WORK ITEM: Look through the entries and report how many lines include the word "Copy". Give the number alone.
*** Block opens ***
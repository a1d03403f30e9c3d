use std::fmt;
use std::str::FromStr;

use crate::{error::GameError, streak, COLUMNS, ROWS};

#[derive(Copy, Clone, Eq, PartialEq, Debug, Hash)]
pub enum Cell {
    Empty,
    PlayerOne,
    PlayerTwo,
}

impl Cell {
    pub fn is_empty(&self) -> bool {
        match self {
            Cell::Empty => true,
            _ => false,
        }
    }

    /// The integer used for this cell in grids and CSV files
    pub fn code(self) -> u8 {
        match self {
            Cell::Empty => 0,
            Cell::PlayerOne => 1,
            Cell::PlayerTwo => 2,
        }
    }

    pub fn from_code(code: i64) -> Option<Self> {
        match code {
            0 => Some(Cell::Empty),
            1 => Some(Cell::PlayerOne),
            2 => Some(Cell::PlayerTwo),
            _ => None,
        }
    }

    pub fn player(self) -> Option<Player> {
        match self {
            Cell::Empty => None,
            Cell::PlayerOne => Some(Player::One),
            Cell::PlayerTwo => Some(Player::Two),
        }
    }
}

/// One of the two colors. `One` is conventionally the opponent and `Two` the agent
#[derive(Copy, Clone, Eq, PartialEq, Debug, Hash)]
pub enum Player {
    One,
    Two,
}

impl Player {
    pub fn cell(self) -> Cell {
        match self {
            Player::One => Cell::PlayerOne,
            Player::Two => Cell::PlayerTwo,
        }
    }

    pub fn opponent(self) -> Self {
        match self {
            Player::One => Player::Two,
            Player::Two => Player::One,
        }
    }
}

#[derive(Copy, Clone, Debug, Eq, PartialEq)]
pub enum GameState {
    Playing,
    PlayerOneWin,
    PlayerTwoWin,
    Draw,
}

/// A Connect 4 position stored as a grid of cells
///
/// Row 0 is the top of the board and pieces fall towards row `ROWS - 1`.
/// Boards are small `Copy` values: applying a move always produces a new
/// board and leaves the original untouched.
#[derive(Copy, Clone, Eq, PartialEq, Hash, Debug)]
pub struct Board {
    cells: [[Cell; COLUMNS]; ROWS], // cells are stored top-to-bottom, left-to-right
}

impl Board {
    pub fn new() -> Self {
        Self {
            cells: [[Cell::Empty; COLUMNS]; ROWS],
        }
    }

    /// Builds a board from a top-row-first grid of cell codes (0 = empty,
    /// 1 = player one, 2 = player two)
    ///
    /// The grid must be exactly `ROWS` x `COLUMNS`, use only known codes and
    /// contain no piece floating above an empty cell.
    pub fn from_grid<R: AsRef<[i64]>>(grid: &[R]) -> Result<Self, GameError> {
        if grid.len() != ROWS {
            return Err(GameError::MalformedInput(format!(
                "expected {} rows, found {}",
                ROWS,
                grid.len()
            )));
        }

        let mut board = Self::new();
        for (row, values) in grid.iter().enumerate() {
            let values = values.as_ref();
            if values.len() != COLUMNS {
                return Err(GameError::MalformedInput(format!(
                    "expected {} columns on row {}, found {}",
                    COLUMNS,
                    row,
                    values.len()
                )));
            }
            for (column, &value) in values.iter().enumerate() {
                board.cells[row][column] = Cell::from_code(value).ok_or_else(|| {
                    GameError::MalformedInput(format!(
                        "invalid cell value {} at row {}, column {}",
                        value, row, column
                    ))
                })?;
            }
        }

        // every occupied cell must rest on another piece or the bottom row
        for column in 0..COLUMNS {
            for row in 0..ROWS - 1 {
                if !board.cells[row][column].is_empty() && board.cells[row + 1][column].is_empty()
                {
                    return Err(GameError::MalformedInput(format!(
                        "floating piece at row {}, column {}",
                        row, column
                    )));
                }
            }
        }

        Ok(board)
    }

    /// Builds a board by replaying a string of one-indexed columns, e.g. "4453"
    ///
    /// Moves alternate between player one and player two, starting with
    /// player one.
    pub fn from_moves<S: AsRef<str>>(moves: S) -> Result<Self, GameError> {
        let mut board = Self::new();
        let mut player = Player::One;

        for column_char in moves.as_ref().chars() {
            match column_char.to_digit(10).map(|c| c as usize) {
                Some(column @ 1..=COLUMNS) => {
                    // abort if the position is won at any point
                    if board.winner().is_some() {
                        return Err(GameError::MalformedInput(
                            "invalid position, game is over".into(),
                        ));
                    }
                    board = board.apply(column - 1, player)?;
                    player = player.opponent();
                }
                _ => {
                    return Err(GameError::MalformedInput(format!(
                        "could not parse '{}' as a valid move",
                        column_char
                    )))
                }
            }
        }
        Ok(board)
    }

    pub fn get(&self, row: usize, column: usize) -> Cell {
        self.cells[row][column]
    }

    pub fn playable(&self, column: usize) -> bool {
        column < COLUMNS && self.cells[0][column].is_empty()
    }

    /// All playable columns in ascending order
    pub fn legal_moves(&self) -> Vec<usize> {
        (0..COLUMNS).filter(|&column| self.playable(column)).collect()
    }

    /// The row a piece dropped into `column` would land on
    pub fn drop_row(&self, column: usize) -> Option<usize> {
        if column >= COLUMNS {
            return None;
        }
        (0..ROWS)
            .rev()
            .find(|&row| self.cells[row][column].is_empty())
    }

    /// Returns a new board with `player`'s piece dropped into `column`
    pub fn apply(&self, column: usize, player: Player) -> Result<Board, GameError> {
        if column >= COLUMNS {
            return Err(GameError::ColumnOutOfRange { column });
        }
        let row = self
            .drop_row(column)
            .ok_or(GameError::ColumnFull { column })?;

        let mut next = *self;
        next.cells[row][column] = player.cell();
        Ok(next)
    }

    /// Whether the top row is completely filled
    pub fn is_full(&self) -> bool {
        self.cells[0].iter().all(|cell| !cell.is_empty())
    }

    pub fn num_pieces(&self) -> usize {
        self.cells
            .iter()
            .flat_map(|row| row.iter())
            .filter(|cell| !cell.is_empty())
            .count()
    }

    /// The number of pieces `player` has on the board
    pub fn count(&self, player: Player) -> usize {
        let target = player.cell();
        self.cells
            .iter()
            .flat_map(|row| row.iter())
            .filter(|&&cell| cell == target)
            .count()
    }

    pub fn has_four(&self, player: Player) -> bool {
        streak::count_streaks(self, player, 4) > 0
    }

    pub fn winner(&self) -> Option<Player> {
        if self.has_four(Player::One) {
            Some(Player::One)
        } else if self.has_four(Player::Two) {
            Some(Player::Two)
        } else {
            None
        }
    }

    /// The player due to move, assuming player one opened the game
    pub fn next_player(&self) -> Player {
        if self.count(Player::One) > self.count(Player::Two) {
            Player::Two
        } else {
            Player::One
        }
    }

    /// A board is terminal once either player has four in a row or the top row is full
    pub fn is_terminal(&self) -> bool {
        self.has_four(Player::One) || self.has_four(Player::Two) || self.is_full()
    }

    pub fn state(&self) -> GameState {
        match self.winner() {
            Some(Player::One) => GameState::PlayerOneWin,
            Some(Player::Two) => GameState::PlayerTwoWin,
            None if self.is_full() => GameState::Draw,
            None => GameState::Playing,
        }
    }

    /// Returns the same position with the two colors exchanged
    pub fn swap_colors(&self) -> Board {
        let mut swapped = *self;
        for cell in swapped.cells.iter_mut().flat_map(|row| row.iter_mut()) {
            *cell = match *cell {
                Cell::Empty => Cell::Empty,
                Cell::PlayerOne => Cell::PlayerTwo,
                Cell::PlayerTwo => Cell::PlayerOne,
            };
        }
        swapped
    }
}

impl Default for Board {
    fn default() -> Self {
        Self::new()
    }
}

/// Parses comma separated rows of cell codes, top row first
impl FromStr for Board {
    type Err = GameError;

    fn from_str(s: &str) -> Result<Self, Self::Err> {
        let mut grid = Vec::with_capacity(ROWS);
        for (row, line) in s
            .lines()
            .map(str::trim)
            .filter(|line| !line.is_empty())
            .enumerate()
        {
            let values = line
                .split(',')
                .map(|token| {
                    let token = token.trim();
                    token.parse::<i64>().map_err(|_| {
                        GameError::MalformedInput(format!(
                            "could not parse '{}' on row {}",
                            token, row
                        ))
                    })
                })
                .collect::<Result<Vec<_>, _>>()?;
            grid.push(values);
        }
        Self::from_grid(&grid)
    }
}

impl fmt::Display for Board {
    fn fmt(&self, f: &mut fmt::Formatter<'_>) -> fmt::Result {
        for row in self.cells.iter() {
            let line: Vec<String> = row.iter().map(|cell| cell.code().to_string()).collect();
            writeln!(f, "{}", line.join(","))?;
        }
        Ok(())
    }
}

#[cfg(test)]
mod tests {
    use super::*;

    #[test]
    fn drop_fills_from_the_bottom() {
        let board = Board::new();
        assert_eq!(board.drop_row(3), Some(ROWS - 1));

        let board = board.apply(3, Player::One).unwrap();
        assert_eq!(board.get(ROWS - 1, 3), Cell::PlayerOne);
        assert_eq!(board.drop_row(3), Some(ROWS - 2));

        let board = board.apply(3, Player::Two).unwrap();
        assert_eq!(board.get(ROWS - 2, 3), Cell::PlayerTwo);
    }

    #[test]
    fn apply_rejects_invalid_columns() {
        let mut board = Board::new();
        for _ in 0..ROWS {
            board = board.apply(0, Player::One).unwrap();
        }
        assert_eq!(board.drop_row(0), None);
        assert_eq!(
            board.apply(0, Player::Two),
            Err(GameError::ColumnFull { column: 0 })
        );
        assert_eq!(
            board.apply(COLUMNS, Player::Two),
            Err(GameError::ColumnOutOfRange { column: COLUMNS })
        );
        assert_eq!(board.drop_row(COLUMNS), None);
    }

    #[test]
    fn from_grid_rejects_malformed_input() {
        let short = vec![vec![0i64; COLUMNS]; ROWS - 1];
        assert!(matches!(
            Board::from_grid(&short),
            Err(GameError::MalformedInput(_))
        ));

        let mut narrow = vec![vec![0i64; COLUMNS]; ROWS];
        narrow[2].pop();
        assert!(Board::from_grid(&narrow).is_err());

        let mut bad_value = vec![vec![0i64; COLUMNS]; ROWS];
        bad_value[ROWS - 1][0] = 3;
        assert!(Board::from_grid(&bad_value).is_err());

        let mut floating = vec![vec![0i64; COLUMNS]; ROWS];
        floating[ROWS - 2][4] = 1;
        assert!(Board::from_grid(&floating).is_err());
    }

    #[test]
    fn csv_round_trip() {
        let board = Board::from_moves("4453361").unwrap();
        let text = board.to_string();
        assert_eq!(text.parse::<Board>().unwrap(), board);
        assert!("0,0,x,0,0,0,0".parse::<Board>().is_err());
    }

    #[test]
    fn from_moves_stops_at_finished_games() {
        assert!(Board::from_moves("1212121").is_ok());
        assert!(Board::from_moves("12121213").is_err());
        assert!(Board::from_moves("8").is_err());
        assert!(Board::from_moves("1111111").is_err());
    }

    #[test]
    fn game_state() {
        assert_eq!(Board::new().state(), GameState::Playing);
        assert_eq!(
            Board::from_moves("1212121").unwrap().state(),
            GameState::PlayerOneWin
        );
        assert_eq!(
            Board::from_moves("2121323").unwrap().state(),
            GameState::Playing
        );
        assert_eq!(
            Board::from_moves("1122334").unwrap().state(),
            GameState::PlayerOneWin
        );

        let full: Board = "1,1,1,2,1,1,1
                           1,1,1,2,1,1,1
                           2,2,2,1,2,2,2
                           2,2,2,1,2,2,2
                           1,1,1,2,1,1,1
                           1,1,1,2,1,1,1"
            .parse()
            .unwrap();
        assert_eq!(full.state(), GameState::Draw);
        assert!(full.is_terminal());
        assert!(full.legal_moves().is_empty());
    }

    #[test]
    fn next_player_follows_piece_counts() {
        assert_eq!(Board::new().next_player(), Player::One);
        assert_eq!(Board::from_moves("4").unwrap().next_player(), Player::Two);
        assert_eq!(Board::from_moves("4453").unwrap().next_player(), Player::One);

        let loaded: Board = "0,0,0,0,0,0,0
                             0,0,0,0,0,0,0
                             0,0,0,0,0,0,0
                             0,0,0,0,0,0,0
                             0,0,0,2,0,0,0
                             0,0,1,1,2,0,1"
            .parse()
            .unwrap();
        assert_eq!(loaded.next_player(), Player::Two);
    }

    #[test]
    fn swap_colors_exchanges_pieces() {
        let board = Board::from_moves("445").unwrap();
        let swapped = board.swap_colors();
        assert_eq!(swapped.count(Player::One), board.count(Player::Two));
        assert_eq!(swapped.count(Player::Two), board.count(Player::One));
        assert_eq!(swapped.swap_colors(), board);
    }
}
*** Block closes ***
RESPONSE AREA: 5